**ASSIGNMENT**
Among the lines below, which ones contain the word "outputs"? Copy every such line.

**DATA RECORDS**
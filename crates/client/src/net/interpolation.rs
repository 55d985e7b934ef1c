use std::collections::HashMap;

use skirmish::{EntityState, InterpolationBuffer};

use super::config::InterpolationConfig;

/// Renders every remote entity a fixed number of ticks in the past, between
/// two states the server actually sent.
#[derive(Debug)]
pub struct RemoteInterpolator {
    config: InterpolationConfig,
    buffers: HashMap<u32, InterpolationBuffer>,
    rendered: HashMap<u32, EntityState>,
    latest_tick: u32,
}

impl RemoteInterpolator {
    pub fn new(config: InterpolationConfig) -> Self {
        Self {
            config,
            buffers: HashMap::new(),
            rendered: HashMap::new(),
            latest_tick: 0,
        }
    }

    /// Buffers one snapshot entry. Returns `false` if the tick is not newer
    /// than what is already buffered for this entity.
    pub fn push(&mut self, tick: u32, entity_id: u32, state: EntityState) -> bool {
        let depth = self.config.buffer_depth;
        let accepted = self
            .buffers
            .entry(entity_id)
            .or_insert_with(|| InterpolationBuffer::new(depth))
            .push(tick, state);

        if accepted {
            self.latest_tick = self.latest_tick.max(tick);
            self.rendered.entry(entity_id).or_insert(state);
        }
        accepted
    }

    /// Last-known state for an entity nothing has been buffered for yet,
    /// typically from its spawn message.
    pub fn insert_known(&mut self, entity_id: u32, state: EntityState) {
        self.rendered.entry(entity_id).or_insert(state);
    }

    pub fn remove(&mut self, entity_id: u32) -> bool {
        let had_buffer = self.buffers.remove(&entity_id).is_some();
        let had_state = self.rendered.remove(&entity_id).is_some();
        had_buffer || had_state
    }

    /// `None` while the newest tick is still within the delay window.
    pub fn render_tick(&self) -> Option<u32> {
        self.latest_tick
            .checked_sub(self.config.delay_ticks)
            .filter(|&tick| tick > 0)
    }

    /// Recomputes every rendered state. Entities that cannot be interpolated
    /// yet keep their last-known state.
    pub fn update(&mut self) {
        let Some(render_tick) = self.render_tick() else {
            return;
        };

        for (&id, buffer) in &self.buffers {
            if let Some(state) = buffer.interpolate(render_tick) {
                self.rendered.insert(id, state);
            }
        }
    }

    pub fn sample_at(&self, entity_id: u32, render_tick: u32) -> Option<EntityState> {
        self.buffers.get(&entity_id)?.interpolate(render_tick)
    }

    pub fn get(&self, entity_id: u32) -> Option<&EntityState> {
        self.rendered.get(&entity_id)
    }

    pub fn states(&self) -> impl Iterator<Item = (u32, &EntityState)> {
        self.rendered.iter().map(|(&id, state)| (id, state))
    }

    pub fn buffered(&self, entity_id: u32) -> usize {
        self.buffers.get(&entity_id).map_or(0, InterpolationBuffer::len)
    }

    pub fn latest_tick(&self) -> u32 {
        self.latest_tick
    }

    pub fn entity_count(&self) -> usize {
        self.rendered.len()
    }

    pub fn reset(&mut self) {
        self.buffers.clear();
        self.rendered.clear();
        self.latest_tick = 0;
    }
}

==

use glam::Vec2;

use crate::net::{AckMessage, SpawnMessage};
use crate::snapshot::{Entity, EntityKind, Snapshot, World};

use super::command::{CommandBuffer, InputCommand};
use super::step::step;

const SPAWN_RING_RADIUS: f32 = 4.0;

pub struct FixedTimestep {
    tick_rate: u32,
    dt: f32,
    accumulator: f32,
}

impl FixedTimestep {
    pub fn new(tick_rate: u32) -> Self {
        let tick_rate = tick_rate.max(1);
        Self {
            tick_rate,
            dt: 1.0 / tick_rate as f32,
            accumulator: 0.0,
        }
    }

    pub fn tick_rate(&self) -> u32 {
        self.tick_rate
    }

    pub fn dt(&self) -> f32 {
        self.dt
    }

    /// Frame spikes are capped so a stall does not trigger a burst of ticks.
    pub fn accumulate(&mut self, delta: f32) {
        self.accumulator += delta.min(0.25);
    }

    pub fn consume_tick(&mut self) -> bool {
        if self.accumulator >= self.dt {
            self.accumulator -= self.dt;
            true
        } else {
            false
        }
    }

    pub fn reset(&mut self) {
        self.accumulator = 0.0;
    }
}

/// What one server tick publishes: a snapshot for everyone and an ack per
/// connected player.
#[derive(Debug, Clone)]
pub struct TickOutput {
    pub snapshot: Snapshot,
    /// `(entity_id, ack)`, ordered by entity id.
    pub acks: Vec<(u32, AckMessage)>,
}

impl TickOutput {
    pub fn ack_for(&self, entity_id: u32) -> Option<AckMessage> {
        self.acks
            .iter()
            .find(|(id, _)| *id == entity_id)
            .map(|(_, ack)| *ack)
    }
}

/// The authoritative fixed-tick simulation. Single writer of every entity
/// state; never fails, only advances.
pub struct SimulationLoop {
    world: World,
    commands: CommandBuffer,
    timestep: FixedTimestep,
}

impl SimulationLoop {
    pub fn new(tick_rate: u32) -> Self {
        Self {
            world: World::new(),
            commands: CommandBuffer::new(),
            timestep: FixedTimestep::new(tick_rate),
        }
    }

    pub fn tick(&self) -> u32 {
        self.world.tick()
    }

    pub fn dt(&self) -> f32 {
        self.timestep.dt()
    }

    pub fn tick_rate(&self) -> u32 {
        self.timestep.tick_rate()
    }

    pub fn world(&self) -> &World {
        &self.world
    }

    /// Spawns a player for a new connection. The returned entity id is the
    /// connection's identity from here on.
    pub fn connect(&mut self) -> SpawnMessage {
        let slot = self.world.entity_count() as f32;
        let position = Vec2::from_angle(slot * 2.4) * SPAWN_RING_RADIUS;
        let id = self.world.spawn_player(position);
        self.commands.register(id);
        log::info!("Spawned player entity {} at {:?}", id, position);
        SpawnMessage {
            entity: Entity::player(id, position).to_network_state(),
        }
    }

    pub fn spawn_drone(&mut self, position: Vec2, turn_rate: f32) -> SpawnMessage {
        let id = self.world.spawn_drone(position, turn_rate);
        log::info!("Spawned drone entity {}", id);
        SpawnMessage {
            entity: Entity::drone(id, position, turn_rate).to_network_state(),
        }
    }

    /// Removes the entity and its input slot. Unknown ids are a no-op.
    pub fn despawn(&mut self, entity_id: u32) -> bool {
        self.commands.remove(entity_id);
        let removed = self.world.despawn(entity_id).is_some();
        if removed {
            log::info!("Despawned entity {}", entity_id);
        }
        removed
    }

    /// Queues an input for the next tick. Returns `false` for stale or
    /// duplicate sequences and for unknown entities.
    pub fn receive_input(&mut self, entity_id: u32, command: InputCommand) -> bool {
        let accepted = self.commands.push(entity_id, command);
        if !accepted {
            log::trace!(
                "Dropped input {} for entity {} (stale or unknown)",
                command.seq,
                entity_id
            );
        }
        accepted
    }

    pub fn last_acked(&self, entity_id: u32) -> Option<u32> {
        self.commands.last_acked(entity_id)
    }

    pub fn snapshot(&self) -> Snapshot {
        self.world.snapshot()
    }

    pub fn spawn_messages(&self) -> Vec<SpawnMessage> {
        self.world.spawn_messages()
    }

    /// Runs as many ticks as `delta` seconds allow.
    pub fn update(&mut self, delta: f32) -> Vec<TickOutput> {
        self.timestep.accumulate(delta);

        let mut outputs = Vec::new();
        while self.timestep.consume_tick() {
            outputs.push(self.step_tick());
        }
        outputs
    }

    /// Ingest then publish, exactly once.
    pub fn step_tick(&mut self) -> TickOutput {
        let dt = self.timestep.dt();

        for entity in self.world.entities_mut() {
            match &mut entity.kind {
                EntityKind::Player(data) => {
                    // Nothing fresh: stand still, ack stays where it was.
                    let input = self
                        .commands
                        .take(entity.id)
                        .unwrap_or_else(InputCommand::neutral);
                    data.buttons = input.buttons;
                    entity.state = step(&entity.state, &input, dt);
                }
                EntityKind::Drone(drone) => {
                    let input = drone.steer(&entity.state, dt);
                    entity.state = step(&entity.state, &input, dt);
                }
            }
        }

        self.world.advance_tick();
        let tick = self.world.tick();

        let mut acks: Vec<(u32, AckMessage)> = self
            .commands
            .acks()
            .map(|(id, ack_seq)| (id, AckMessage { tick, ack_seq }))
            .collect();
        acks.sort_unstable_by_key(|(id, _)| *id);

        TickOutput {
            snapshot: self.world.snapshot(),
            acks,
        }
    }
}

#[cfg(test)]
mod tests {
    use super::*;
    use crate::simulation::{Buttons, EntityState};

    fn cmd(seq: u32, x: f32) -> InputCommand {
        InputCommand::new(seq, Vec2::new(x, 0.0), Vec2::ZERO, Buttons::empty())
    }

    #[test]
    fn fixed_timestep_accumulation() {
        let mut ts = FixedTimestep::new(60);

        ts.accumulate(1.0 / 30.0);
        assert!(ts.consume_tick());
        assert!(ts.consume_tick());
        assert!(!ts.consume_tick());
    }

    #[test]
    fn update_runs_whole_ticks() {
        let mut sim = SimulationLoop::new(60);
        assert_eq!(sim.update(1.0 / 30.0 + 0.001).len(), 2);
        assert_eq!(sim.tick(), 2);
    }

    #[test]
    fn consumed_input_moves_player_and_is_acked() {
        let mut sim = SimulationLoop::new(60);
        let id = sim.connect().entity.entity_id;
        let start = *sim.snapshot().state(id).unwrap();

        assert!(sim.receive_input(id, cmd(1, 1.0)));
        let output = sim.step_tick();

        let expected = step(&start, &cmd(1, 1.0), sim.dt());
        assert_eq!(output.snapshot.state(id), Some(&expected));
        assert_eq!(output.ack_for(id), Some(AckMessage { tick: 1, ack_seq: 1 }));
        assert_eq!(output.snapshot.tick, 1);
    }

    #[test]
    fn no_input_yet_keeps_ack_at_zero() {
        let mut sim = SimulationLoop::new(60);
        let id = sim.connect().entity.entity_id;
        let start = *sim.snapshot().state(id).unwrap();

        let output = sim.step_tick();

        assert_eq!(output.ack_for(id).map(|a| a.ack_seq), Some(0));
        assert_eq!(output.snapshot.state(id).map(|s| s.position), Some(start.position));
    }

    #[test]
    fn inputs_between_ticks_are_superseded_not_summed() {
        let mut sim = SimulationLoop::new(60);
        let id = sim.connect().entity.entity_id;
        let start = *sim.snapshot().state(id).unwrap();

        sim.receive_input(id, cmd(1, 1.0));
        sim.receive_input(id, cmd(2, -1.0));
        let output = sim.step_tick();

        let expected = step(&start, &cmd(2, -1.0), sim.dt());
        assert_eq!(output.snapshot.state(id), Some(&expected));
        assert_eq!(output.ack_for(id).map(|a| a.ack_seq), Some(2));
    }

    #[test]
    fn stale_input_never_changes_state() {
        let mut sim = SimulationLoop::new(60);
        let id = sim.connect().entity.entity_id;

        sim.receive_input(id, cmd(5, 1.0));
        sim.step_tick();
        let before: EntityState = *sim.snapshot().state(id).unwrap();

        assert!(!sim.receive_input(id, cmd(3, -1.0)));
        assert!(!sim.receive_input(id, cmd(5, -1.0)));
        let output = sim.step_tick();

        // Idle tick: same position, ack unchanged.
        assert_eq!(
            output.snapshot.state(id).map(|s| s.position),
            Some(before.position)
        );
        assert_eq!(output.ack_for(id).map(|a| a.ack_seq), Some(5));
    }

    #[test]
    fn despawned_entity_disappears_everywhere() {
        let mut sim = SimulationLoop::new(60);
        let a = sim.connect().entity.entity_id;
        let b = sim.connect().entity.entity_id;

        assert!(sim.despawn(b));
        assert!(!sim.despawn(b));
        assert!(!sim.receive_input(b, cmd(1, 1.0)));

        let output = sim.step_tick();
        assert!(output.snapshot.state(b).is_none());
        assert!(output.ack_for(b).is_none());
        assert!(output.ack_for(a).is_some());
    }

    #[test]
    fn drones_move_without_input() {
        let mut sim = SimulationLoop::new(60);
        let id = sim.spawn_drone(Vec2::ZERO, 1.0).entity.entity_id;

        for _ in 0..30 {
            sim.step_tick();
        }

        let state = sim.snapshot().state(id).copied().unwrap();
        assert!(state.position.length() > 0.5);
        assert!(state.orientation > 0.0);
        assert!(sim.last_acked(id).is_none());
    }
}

**REPLY**
        let mut outputs = Vec::new();
            outputs.push(self.step_tick());
        outputs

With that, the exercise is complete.